An Aberdeen medical student has built a special drone to help injured walkers stranded on Scotland’s hills and mountains.
Outdoors enthusiast Sophie Barrack took on the challenge of finding out what medical supplies would be most useful in an emergency in a rural location, and if it would be possible to deliver these by drone.
After sending a survey to mountain rescue volunteers, employees and NHS healthcare professionals, she researched, designed and built a prefabricated drone.
Ms Barrack now intends to test whether it could carry the weight of emergency items after the top two answers were medication and medical equipment.
She said: “My main interest was in finding out whether healthcare and mountain rescue workers thought a drone could be used to deliver essential medication and equipment in remote areas, which – according to my survey – they do.
“I then wanted to get a rough idea of a ‘top five things’ that such a drone should have in their opinions.
“The building of the drone was a bit of an afterthought but, if nothing else, it adds a physical element to the project which can hopefully kick-start discussions, as well as giving us an idea as to how big and powerful a drone would be required.”

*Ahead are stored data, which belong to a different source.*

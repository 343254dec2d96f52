//! Transformation catalog for fragment trees.
//!
//! This crate implements:
//! - Pure rewrites of a sub-fragment (swap, column split, flows, inverse flows)
//! - Position-based fragment references and the transformation history
//! - Structural symmetry analysis
//! - Detection of repeating child patterns

mod column;
mod flow;
mod fragment_ref;
mod group;
mod history;
mod swap;
mod symmetry;
mod trafo;

use std::sync::Arc;

pub use column::ColumnTrafo;
pub use flow::{ColumnFlowTrafo, InverseColumnFlowTrafo, InverseRowFlowTrafo, RowFlowTrafo};
pub use fragment_ref::FragmentRef;
pub use group::{DetectedGroup, GroupDetector, GroupPreference};
pub use history::{TrafoEntry, TrafoHistory};
pub use swap::SwapTrafo;
pub use symmetry::SymmetryAnalyzer;
pub use trafo::{apply_at, Alternative, Transformation};

use alm_core::TrafoError;

/// Every transformation of the catalog, in a fixed order.
pub fn all_transformations() -> Vec<Arc<dyn Transformation>> {
    vec![
        Arc::new(SwapTrafo),
        Arc::new(ColumnTrafo),
        Arc::new(RowFlowTrafo),
        Arc::new(ColumnFlowTrafo),
        Arc::new(InverseRowFlowTrafo),
        Arc::new(InverseColumnFlowTrafo),
    ]
}

/// Look up a transformation by its name.
pub fn transformation_by_name(name: &str) -> Result<Arc<dyn Transformation>, TrafoError> {
    all_transformations()
        .into_iter()
        .find(|t| t.name() == name)
        .ok_or_else(|| TrafoError::UnknownTransformation {
            name: name.to_string(),
        })
}
#[cfg(test)]
mod tests {
    use super::*;
    use alm_core::Direction;

    fn area(min: (f64, f64), pref: (f64, f64)) -> Area {
        Area::with_sizes(
            SizeHint::new(min.0, min.1),
            SizeHint::new(pref.0, pref.1),
            SizeHint::UNDEFINED,
        )
    }

    fn row() -> Fragment {
        Fragment::horizontal()
            .with(area((10.0, 10.0), (20.0, 20.0)))
            .with(area((10.0, 10.0), (30.0, 10.0)))
            .with(area((10.0, 10.0), (10.0, 30.0)))
    }

    fn close(a: Size, b: Size) -> bool {
        (a.width - b.width).abs() < 1e-6 && (a.height - b.height).abs() < 1e-6
    }

    #[test]
    fn test_adjacent_areas_share_tabs() {
        let spec = LayoutSpec::from_fragment(&row());
        let areas = spec.areas();
        assert_eq!(areas.len(), 3);
        assert_eq!(areas[0].tabs.left, spec.bounds().left);
        assert_eq!(areas[0].tabs.right, areas[1].tabs.left);
        assert_eq!(areas[1].tabs.right, areas[2].tabs.left);
        assert_eq!(areas[2].tabs.right, spec.bounds().right);
        assert!(areas.iter().all(|a| a.tabs.top == spec.bounds().top));
        assert_eq!(spec.arena().x_count(), 4);
        assert_eq!(spec.arena().y_count(), 2);
    }

    #[test]
    fn test_min_and_preferred_size_of_row() {
        let spec = LayoutSpec::from_fragment(&row());
        assert!(close(spec.min_size().unwrap(), Size::new(30.0, 10.0)));
        assert!(close(spec.preferred_size().unwrap(), Size::new(60.0, 30.0)));
    }

    #[test]
    fn test_column_sums_heights() {
        let mut column = row();
        column.set_direction(Direction::Vertical);
        let spec = LayoutSpec::from_fragment(&column);
        assert!(close(spec.min_size().unwrap(), Size::new(10.0, 30.0)));
        assert!(close(spec.preferred_size().unwrap(), Size::new(30.0, 60.0)));
    }

    #[test]
    fn test_nested_min_size() {
        // v(h(a,b), c): width is the larger of (a+b) and c
        let fragment = Fragment::vertical()
            .with(
                Fragment::horizontal()
                    .with(area((10.0, 5.0), (10.0, 5.0)))
                    .with(area((15.0, 8.0), (15.0, 8.0))),
            )
            .with(area((20.0, 4.0), (20.0, 4.0)));
        let spec = LayoutSpec::from_fragment(&fragment);
        assert!(close(spec.min_size().unwrap(), Size::new(25.0, 12.0)));
    }

    #[test]
    fn test_wrapper_shares_tabs() {
        let plain = row();
        let wrapped = Fragment::vertical().with(row());
        let a = LayoutSpec::from_fragment(&plain);
        let b = LayoutSpec::from_fragment(&wrapped);
        assert_eq!(a.areas(), b.areas());
    }

    #[test]
    fn test_undefined_sizes_add_no_minimum() {
        let fragment = Fragment::horizontal().with(Area::new()).with(Area::new());
        let spec = LayoutSpec::from_fragment(&fragment);
        assert!(close(spec.min_size().unwrap(), Size::ZERO));
        assert!(close(spec.preferred_size().unwrap(), Size::ZERO));
    }

    #[test]
    fn test_empty_fragment() {
        let spec = LayoutSpec::from_fragment(&Fragment::vertical());
        assert!(spec.areas().is_empty());
        assert!(close(spec.min_size().unwrap(), Size::ZERO));
    }

    #[test]
    fn test_solve_fills_target() {
        let spec = LayoutSpec::from_fragment(&row());
        let solved = spec.solve(Size::new(100.0, 40.0)).unwrap();
        assert!(close(solved.size, Size::new(100.0, 40.0)));
        assert_eq!(solved.areas.len(), 3);

        let widths: f64 = solved.areas.iter().map(|b| b.width).sum();
        assert!((widths - 100.0).abs() < 1e-6);
        assert!(solved.areas.iter().all(|b| b.width >= 10.0 - 1e-6));
        assert!(solved.areas.iter().all(|b| (b.height - 40.0).abs() < 1e-6));
        assert!(solved.tab(spec.bounds().left).is_some_and(|x| x.abs() < 1e-9));
    }

    #[test]
    fn test_solve_below_min_keeps_minimum() {
        let spec = LayoutSpec::from_fragment(&row());
        let solved = spec.solve(Size::new(5.0, 5.0)).unwrap();
        assert!(solved.size.width >= 30.0 - 1e-6);
        assert!(solved.size.height >= 10.0 - 1e-6);
    }

    #[test]
    fn test_rebuild_matches_fresh_build() {
        let other = Fragment::vertical().with(area((1.0, 2.0), (3.0, 4.0)));
        let mut spec = LayoutSpec::from_fragment(&row());
        spec.rebuild(&other);
        let fresh = LayoutSpec::from_fragment(&other);
        assert_eq!(spec.areas(), fresh.areas());
        assert_eq!(spec.arena().x_count(), fresh.arena().x_count());
        assert!(close(spec.min_size().unwrap(), fresh.min_size().unwrap()));
    }
}
//! Compact textual notation for fragment trees.
//!
//! The notation is the same as the structural id of a fragment:
//!
//! ```text
//! v(TextView, h(Button, EditText))
//! ```
//!
//! `h(...)` and `v(...)` are horizontal and vertical fragments, anything else
//! is a leaf key.

use nom::{
    branch::alt,
    bytes::complete::take_while1,
    character::complete::{char, multispace0, one_of},
    combinator::{all_consuming, map},
    multi::separated_list0,
    sequence::{delimited, pair, preceded, terminated},
    IResult,
};

use crate::area::Area;
use crate::errors::NotationError;
use crate::fragment::{Fragment, Item};
use crate::types::Direction;

/// Syntax tree of the notation, before leaves are turned into areas.
#[derive(Debug, Clone, PartialEq)]
enum Node<'a> {
    Leaf(&'a str),
    Group(Direction, Vec<Node<'a>>),
}

fn ws<'a, O>(
    inner: impl FnMut(&'a str) -> IResult<&'a str, O>,
) -> impl FnMut(&'a str) -> IResult<&'a str, O> {
    delimited(multispace0, inner, multispace0)
}

fn key(input: &str) -> IResult<&str, &str> {
    take_while1(|c: char| c.is_alphanumeric() || "_.-:$#".contains(c))(input)
}

fn direction(input: &str) -> IResult<&str, Direction> {
    map(one_of("hv"), |c| {
        if c == 'h' {
            Direction::Horizontal
        } else {
            Direction::Vertical
        }
    })(input)
}

fn group(input: &str) -> IResult<&str, Node<'_>> {
    map(
        pair(
            terminated(direction, preceded(multispace0, char('('))),
            terminated(
                separated_list0(char(','), ws(node)),
                preceded(multispace0, char(')')),
            ),
        ),
        |(direction, children)| Node::Group(direction, children),
    )(input)
}

fn node(input: &str) -> IResult<&str, Node<'_>> {
    alt((group, map(key, Node::Leaf)))(input)
}

fn build<F>(node: Node<'_>, leaf: &mut F) -> Item
where
    F: FnMut(&str) -> Area,
{
    match node {
        Node::Leaf(key) => Item::Area(leaf(key)),
        Node::Group(direction, children) => Item::Fragment(Fragment::with_items(
            direction,
            children.into_iter().map(|child| build(child, &mut *leaf)),
        )),
    }
}

/// Parse a fragment tree, creating leaves with [`parse_notation_with`]'s
/// default: an area with undefined sizes and the key as its id.
pub fn parse_notation(input: &str) -> Result<Fragment, NotationError> {
    parse_notation_with(input, |key| Area::new().with_id(key))
}

/// Parse a fragment tree, creating each leaf area with `leaf`.
pub fn parse_notation_with<F>(input: &str, mut leaf: F) -> Result<Fragment, NotationError>
where
    F: FnMut(&str) -> Area,
{
    let (_, root) = all_consuming(ws(group))(input).map_err(|err| {
        let rest = match err {
            nom::Err::Error(e) | nom::Err::Failure(e) => e.input,
            nom::Err::Incomplete(_) => "",
        };
        NotationError::Syntax {
            offset: input.len() - rest.len(),
        }
    })?;

    match build(root, &mut leaf) {
        Item::Fragment(fragment) => Ok(fragment),
        Item::Area(_) => Err(NotationError::NotAFragment),
    }
}
//! Core types for exploring alternative Auckland Layout Model (ALM) layouts.
//!
//! This crate provides the layout tree model shared by all other crates:
//! - Size types with an explicit "undefined" state
//! - Leaf [`Area`]s and axis-tagged [`Fragment`]s
//! - Structural ids and equivalence between fragment trees
//! - The external component tree and the measurement interface
//! - A compact textual notation for fragment trees
//! - Error types

pub mod area;
pub mod component;
pub mod errors;
pub mod fragment;
pub mod notation;
pub mod types;

pub use area::{Area, Cookie};
pub use component::{AttributeMeasure, ComponentNode, MeasureProvider, Measurement};
pub use errors::*;
pub use fragment::{Fragment, Item};
pub use notation::{parse_notation, parse_notation_with};
pub use types::*;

Medication delivered could include items such as painkillers, insulin, an EpiPen or fluids while medical equipment could include glucose testing equipment, tourniquets, dressings, catheters, oxygen and defibrillators.
The survey found that 86% of respondents thought drones could be used in healthcare in Scotland while 73.5% thought drones could be used in emergency healthcare and 71.4% thought they could be used in a remote and rural setting.
Ms Barrack’s drone is a more conventional “off the shelf” model and although it doesn’t have the range to reach people in remote areas, she hopes to establish whether it could fly in Scottish weather conditions while holding the weight of medical equipment.
“Drones have been used to locate missing people in remote areas, so it would be great to explore if they could be used for delivering small amounts of medication or equipment to climbers or walkers in trouble quickly while a mountain rescue team attempts to reach them,” Ms Barrack added.
“Mountain Rescue and other related services are still absolutely crucial, but if there was a way to get some initial aid to the patient quickly, could that potentially lead to better outcomes? These are the kinds of questions I am interested in.”